Raoul Pal: Global Liquidity Highly Correlated with BTC, Market at Historically Oversold Levels
Odaily News Raoul Pal stated on the X platform that despite widespread frustration with cryptocurrencies and purely technical analysts believing the market is over, he disagrees. Global liquidity is the most significant macro factor in history, showing a 90% correlation with BTC since 2012 and a 97% correlation with NDX. Its annual growth rate is approximately 10%, with no signs of slowing down. The GMI financial conditions lead global liquidity by about 6 months and are still in an easing phase. Overall U.S. liquidity was suppressed during the shutdown, becoming a bearish zone. This indicator leads the cryptocurrency market by about 3 months and has begun accelerating upward from its low three months ago. The business cycle is a key driver of returns and risk, showing an accelerating trend. eSLR is a mechanism for banks to enhance liquidity through credit and absorbing treasury issuance. This liquidity is also rising and will further accelerate. Tax refunds entering bank balance sheets increase the propensity for credit creation, thereby boosting liquidity.

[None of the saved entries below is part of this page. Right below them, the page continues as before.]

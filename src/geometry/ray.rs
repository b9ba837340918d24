// SPDX-License-Identifier: Apache-2.0
// Copyright (c) 2025 Polyframe Inc.

//! Rays with precomputed slab-test data

use super::BoundingBox;
use nalgebra::{Point3, Vector3};

/// Direction components below this are treated as parallel to an axis slab
const AXIS_EPS: f64 = 1e-12;

/// Half-line `origin + t * direction` restricted to `[min_distance, max_distance]`
#[derive(Debug, Clone, Copy, PartialEq)]
pub struct Ray {
    pub origin: Point3<f64>,
    /// Unit direction
    pub direction: Vector3<f64>,
    pub min_distance: f64,
    pub max_distance: f64,
    inv_direction: Vector3<f64>,
    /// Per axis: 1 when the direction is negative, 0 otherwise
    sign: [usize; 3],
}

impl Ray {
    /// Ray over `[0, +inf)`; the direction is normalized
    pub fn new(origin: Point3<f64>, direction: Vector3<f64>) -> Self {
        Self::with_window(origin, direction, 0.0, f64::INFINITY)
    }

    pub fn with_window(
        origin: Point3<f64>,
        direction: Vector3<f64>,
        min_distance: f64,
        max_distance: f64,
    ) -> Self {
        let direction = direction.try_normalize(0.0).unwrap_or(direction);
        let inv_direction = direction.map(|d| 1.0 / d);
        let sign = [
            (inv_direction.x < 0.0) as usize,
            (inv_direction.y < 0.0) as usize,
            (inv_direction.z < 0.0) as usize,
        ];
        Self {
            origin,
            direction,
            min_distance,
            max_distance,
            inv_direction,
            sign,
        }
    }

    pub fn point_at(&self, t: f64) -> Point3<f64> {
        self.origin + self.direction * t
    }

    /// Slab test against `bounds`, accepted only if the hit interval meets the ray window
    pub fn intersects_box(&self, bounds: &BoundingBox) -> bool {
        let mut near = f64::NEG_INFINITY;
        let mut far = f64::INFINITY;

        for axis in 0..3 {
            if self.direction[axis].abs() < AXIS_EPS {
                // parallel to this slab: inside it or never
                let o = self.origin[axis];
                if o < bounds.min[axis] || o > bounds.max[axis] {
                    return false;
                }
                continue;
            }

            let s = self.sign[axis];
            let axis_near = (bounds.corner(s)[axis] - self.origin[axis]) * self.inv_direction[axis];
            let axis_far = (bounds.corner(1 - s)[axis] - self.origin[axis]) * self.inv_direction[axis];

            if near > axis_far || axis_near > far {
                return false;
            }
            near = near.max(axis_near);
            far = far.min(axis_far);
        }

        near < self.max_distance && far > self.min_distance
    }
}

#[cfg(test)]
mod tests {
    use super::*;

    fn unit_box() -> BoundingBox {
        BoundingBox::new(Point3::origin(), Point3::new(1.0, 1.0, 1.0)).unwrap()
    }

    #[test]
    fn test_ray_hits_box() {
        let ray = Ray::new(Point3::new(-1.0, 0.5, 0.5), Vector3::new(1.0, 0.0, 0.0));
        assert!(ray.intersects_box(&unit_box()));

        let diagonal = Ray::new(Point3::new(2.0, 2.0, 2.0), Vector3::new(-1.0, -1.0, -1.0));
        assert!(diagonal.intersects_box(&unit_box()));
        assert!((diagonal.direction.norm() - 1.0).abs() < 1e-12);
    }

    #[test]
    fn test_ray_misses_box() {
        let ray = Ray::new(Point3::new(-1.0, 2.0, 0.5), Vector3::new(1.0, 0.0, 0.0));
        assert!(!ray.intersects_box(&unit_box()));

        let pointing_away = Ray::new(Point3::new(-1.0, 0.5, 0.5), Vector3::new(-1.0, 0.0, 0.0));
        assert!(!pointing_away.intersects_box(&unit_box()));
    }

    #[test]
    fn test_distance_window() {
        let short = Ray::with_window(Point3::new(-3.0, 0.5, 0.5), Vector3::new(1.0, 0.0, 0.0), 0.0, 2.0);
        assert!(!short.intersects_box(&unit_box()));

        let long = Ray::with_window(Point3::new(-3.0, 0.5, 0.5), Vector3::new(1.0, 0.0, 0.0), 0.0, 3.5);
        assert!(long.intersects_box(&unit_box()));
    }

    #[test]
    fn test_origin_inside_box() {
        let ray = Ray::new(Point3::new(0.5, 0.5, 0.5), Vector3::new(0.0, 1.0, 0.0));
        assert!(ray.intersects_box(&unit_box()));
        assert_eq!(ray.point_at(2.0), Point3::new(0.5, 2.5, 0.5));
    }
}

The U.S. will further cut interest rates, increasing disposable income and subsequently raising risk appetite. The CLARITY Act is expected to be passed, driving capital inflows. Numerous banks and asset management institutions wish to utilize this technology, and this act will address that. Stablecoins are accelerating development, with issuance growing 50% last year and still accelerating. Trading volume has reached trillions of dollars and continues to rise. U.S. government support for cryptocurrencies is at an all-time high. Ultimately, agencies will be successively established, greatly accelerating market development and forming a completely new total addressable market. The crypto market remains in a state of panic, with most indicators showing it is at the most oversold level in history. The weekly DeMark indicator will provide very solid support in two weeks (this indicator is now officially available on TradingView). The daily DeMark indicator is also showing a stacked pattern. Any weakness emerging from this point will complete the daily and weekly indicators, suggesting the potential for a full trend reversal. The risk factor is how long oil prices remain elevated. The next two weeks are a critical period to watch. He believes the aforementioned factors will yield positive results. Further upside is expected.